Barack Obama was able to do that. That's why he will go down as one of the best campaigners of all time because he's able to make those kind of common sense arguments go anywhere. I mean, I remember during the 2008 Republican National Convention, for example, where was Barack Obama during a prominent period in the RNC? He was on Fox News talking to Bill O'Reilly. And now there's been this kind of movement against Democrats going and doing that. And I think there's a rethinking of.
that among some Democrats about being able to do it. But to do it, you have to do it well because
these folks are articulate. They may not always have the full facts at their disposal, but what
they do have is conviction. And when they say things with conviction, you have to be able to
come back at them being able to say something that's backed up by facts and research. And that's why
you've seen people like Pete Buttigieg, who's probably one of the best Democratic messengers,
and someone like Gavin Newsom, the California governor, who's out there trying to do the same thing, even starting his own podcast, even though that's probably not something that's easily replicable of something like Joe Rogan because he's native to the podcast platform and is already somebody who has trust within that group of people.
But that's where the arguments are going to be able to be one is having people go in and be able to do that with these folks.
There are still some people on the left who think that it's a wasted effort.
I mean, but do we think that the political power that these podcasts of the quote-unquote
Manosphere had during the 2024 election will persist through a midterm like, you know, next year?
Do we think that these shows are going to be as important moving forward?
I feel like midterms are already hard to rally voters, let alone young voters who are historically lower turnout voters,
let alone maybe someone who may feel politically disaffected.
And that's when I think some of these issues, though, were a year.
out could have some weight because I talked to one Republican strategist who, you know, he was hesitant to say there was any real
tangible impact Epstein could have at the ballot box, but it could affect enthusiasm. And that's kind of key for a lot of these voters. Vibes aren't votes, but if you're down on all politics again and maybe Trump pulled you out of that for a few months last year and then he kind of let you down, why would you show up in November?

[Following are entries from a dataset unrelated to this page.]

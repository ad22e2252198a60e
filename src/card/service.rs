//! Card catalog service

use rand::seq::SliceRandom;
use validator::Validate;

use crate::card::{Card, CardInput};
use crate::collection::ledger;
use crate::error::{CollectionError, CollectionResult};
use crate::store::{
    require_rarity, CardRepository, Database, OwnershipRepository, QuestRepository,
    TradeOfferRepository, UnitOfWork,
};

#[derive(Clone)]
pub struct CardService<D> {
    db: D,
}

impl<D: Database> CardService<D> {
    pub fn new(db: D) -> Self {
        Self { db }
    }

    pub async fn add(&self, input: CardInput) -> CollectionResult<Card> {
        input.validate()?;

        let mut work = self.db.begin().await?;
        require_rarity(&mut work, input.rarity_id).await?;
        let card = work.insert_card(&input).await?;
        work.commit().await?;

        tracing::info!(card_id = card.id, rarity_id = card.rarity_id, name = %card.name, "Card created");
        Ok(card)
    }

    pub async fn get_by_id(&self, id: i64) -> CollectionResult<Option<Card>> {
        let mut work = self.db.begin().await?;
        work.find_card(id).await
    }

    /// Whole catalog, ordered by name
    pub async fn get_all(&self) -> CollectionResult<Vec<Card>> {
        let mut work = self.db.begin().await?;
        work.list_cards().await
    }

    pub async fn get_all_by_rarity(&self, rarity_id: i64) -> CollectionResult<Vec<Card>> {
        let mut work = self.db.begin().await?;
        work.list_cards_by_rarity(rarity_id).await
    }

    /// Uniform pick from the catalog, optionally restricted to one rarity
    pub async fn get_random(&self, rarity_id: Option<i64>) -> CollectionResult<Card> {
        let pool = match rarity_id {
            Some(rarity_id) => self.get_all_by_rarity(rarity_id).await?,
            None => self.get_all().await?,
        };

        pool.choose(&mut rand::thread_rng())
            .cloned()
            .ok_or_else(|| CollectionError::not_found("Card"))
    }

    /// Replace a card's name and rarity; None when the card does not exist
    pub async fn update(&self, id: i64, input: CardInput) -> CollectionResult<Option<Card>> {
        input.validate()?;

        let mut work = self.db.begin().await?;
        require_rarity(&mut work, input.rarity_id).await?;
        let updated = work.update_card(id, &input).await?;
        if updated.is_some() {
            work.commit().await?;
            tracing::info!(card_id = id, "Card updated");
        }
        Ok(updated)
    }

    /// Remove a card together with every copy of it and every offer involving it.
    ///
    /// Rejected while a quest still promises the card as its reward.
    pub async fn delete(&self, id: i64) -> CollectionResult<bool> {
        let mut work = self.db.begin().await?;

        if work.find_card(id).await?.is_none() {
            return Ok(false);
        }

        let quests = work.list_quests_by_reward(id).await?;
        if !quests.is_empty() {
            tracing::warn!(card_id = id, quests = quests.len(), "Card is a quest reward");
            return Err(CollectionError::Conflict(format!(
                "card {} is the reward of {} quest(s)",
                id,
                quests.len()
            )));
        }

        // Copies go through the ledger so offers backed by them are withdrawn
        let copies = work.list_ownership_by_card(id).await?;
        for copy in &copies {
            ledger::remove_ownership(&mut work, copy.id).await?;
        }

        let mut offers = work.list_offers_by_card_wanted(id).await?;
        offers.extend(work.list_offers_by_card_offered(id).await?);
        for offer in &offers {
            work.delete_offer(offer.id).await?;
        }

        let deleted = work.delete_card(id).await?;
        work.commit().await?;

        tracing::info!(
            card_id = id,
            copies = copies.len(),
            offers = offers.len(),
            "Card deleted"
        );
        Ok(deleted)
    }
}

You know, to paraphrase our colleague Mara Liason, it's often the incumbent versus the couch, right? And you're going to have people, you know, when a president is, you know, has an approval rating that is below 50 percent. And we've seen that often in the last 20, 25 years. It becomes more difficult to get your base to be enthused and to show up in a midterm election. And that's why often incumbent presidents wind up having midterms that are not so great for their party because you don't have that same level of enthusiasm.
and when you're talking about this kind of group of people who don't generally show up to vote
in great numbers anyway, that's something that's going to make it more difficult for either
party to win them over. I think this is really a conversation for 2028 in some respects, because
when we talk about Newsom, talk about Buttigieg, you can almost guarantee that those are names
you're going to hear running for president in 2028 as well. All right. Well, let's leave it there for
today. I'm Ashley Lopez. I cover politics. I'm Elena Moore. I also cover politics. And I'm Domenica
Montanaro, senior political editor and correspondent.
And thank you for listening to the NPR Politics Podcast.